Collected data
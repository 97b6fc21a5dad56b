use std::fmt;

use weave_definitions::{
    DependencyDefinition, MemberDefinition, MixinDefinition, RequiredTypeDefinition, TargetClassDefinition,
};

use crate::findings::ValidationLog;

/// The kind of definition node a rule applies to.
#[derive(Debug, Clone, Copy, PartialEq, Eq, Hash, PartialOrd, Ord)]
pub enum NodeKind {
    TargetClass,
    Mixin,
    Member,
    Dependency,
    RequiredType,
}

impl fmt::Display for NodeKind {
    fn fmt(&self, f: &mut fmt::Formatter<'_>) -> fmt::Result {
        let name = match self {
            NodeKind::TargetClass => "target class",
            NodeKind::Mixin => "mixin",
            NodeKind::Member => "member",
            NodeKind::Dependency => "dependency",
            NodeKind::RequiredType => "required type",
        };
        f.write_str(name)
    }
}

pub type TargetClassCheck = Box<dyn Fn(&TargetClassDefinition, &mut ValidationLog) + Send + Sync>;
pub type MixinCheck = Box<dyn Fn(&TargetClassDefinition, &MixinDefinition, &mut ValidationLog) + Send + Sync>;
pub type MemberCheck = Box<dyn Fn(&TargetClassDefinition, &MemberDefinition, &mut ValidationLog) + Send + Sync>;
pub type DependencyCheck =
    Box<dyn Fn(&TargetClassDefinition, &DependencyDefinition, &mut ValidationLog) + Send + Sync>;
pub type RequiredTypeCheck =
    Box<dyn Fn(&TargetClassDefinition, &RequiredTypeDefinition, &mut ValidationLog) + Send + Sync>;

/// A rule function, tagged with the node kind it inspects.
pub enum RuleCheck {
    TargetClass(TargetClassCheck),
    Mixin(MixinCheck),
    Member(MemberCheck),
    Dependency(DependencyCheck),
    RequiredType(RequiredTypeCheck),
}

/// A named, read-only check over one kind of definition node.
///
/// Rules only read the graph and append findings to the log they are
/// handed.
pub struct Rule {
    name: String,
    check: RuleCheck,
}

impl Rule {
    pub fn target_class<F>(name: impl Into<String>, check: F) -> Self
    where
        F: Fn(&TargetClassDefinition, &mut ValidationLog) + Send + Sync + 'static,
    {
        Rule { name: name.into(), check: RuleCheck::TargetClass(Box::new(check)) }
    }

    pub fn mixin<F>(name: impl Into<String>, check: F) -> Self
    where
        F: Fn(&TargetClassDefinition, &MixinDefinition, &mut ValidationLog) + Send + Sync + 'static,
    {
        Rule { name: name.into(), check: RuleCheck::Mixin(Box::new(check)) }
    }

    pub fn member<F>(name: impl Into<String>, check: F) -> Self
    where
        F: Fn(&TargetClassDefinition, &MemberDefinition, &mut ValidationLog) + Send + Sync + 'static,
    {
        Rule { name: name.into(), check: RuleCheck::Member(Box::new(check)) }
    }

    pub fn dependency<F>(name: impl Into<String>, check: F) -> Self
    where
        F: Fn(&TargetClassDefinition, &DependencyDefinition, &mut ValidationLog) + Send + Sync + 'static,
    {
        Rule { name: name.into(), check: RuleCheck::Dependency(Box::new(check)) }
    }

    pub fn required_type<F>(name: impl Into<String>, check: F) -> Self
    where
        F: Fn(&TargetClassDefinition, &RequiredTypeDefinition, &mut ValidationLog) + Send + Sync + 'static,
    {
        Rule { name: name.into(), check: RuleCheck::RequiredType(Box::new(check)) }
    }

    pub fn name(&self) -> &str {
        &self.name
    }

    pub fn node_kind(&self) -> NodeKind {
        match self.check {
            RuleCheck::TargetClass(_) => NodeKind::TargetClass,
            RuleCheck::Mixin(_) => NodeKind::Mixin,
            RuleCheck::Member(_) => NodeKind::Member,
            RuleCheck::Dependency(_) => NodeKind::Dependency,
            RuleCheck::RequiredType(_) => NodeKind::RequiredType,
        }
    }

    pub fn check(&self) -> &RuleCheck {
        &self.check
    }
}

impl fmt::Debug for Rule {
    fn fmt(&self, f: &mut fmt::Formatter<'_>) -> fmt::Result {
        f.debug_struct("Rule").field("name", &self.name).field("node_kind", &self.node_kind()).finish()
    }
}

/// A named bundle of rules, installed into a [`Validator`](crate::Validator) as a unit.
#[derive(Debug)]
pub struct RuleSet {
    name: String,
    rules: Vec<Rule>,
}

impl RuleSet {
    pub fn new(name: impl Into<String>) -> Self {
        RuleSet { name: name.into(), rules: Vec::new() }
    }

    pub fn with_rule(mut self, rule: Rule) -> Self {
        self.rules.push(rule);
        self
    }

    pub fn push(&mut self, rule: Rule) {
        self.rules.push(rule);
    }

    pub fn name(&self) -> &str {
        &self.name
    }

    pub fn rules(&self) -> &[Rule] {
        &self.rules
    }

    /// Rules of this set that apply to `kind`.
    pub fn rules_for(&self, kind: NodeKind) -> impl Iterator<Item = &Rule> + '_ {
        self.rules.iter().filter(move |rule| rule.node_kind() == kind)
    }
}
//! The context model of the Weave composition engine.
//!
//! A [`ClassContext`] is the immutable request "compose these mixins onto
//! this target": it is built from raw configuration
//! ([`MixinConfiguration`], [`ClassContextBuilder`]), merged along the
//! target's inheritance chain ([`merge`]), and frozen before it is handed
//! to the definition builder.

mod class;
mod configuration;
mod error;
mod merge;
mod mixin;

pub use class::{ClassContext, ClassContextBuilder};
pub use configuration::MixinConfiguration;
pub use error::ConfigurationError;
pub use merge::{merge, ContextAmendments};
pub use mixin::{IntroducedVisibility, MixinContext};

...

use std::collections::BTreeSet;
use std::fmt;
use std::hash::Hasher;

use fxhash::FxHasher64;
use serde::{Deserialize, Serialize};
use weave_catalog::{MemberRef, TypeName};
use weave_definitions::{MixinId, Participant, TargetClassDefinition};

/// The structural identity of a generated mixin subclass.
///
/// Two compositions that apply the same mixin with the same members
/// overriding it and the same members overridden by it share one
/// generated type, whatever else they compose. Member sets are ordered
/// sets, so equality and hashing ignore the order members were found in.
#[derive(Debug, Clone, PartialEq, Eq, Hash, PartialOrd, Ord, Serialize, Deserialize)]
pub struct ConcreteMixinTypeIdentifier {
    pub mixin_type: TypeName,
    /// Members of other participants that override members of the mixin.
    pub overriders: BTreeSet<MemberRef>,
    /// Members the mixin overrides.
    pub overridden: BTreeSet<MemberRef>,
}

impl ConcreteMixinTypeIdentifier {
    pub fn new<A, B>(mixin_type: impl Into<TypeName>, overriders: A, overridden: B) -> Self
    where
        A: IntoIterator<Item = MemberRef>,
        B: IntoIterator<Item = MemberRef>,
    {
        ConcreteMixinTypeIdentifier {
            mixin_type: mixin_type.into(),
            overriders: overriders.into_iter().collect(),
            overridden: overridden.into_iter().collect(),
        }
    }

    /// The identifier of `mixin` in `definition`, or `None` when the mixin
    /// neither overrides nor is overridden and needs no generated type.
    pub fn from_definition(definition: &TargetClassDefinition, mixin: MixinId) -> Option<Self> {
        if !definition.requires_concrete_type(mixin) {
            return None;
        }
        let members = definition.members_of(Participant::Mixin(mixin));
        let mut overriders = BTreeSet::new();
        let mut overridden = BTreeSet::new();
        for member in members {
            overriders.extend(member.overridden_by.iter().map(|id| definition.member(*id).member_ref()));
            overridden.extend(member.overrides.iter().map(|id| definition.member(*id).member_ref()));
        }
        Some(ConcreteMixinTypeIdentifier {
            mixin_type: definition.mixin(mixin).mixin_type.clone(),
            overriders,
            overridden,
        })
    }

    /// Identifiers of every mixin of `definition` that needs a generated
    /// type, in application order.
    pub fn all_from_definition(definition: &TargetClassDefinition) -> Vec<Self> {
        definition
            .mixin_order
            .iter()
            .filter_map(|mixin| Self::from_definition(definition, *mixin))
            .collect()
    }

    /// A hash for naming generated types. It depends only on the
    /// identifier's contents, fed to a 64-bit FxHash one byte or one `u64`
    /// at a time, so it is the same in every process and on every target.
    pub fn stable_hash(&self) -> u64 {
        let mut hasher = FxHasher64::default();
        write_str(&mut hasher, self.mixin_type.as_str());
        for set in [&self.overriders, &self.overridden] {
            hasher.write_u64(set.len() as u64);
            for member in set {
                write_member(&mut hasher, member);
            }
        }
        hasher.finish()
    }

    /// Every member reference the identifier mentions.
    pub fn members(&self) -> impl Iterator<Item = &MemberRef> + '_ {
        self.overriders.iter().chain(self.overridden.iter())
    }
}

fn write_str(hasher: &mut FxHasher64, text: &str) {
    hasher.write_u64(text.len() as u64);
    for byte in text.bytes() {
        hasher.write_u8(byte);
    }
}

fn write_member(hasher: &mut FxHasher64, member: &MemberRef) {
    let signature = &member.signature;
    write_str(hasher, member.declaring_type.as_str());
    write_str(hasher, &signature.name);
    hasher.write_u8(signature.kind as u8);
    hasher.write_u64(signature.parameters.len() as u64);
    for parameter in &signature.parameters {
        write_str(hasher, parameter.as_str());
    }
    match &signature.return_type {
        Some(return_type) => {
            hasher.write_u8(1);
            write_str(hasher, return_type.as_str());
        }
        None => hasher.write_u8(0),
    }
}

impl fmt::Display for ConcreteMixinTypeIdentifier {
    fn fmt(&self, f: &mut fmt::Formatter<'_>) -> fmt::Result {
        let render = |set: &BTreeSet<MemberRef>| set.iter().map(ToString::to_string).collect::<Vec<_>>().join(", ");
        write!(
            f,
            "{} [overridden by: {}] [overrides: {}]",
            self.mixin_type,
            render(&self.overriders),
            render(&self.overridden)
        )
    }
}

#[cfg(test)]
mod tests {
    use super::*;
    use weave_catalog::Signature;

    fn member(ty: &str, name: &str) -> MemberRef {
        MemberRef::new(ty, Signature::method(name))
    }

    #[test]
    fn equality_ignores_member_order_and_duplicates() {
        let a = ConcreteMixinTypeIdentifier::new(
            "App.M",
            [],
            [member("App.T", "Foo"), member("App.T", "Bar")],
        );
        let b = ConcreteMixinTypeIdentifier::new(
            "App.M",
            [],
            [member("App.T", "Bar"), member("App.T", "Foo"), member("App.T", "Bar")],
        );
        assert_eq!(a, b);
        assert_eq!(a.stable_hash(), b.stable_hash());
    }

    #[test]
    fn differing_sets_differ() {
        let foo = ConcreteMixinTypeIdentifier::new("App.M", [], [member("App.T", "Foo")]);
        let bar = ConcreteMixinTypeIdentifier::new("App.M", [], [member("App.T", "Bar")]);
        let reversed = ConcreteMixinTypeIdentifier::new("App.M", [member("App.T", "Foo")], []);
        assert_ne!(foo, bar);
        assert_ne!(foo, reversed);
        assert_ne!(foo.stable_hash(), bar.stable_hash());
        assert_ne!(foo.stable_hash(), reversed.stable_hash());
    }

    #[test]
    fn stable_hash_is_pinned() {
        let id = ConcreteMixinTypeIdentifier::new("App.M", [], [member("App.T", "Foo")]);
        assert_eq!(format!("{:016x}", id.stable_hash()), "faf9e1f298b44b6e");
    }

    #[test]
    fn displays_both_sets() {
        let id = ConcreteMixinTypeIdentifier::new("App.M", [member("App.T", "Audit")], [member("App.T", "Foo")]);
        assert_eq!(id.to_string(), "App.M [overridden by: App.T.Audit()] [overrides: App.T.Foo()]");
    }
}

What the exercise asks
For this exercise, please output exactly the lines above starting at the line with "repository 97b6fc21a5dad56b" and ending at the line with "Hash, PartialOrd, Ord)]", ends included.

Result
repository 97b6fc21a5dad56b
use std::fmt;

use weave_definitions::{
    DependencyDefinition, MemberDefinition, MixinDefinition, RequiredTypeDefinition, TargetClassDefinition,
};

use crate::findings::ValidationLog;

/// The kind of definition node a rule applies to.
#[derive(Debug, Clone, Copy, PartialEq, Eq, Hash, PartialOrd, Ord)]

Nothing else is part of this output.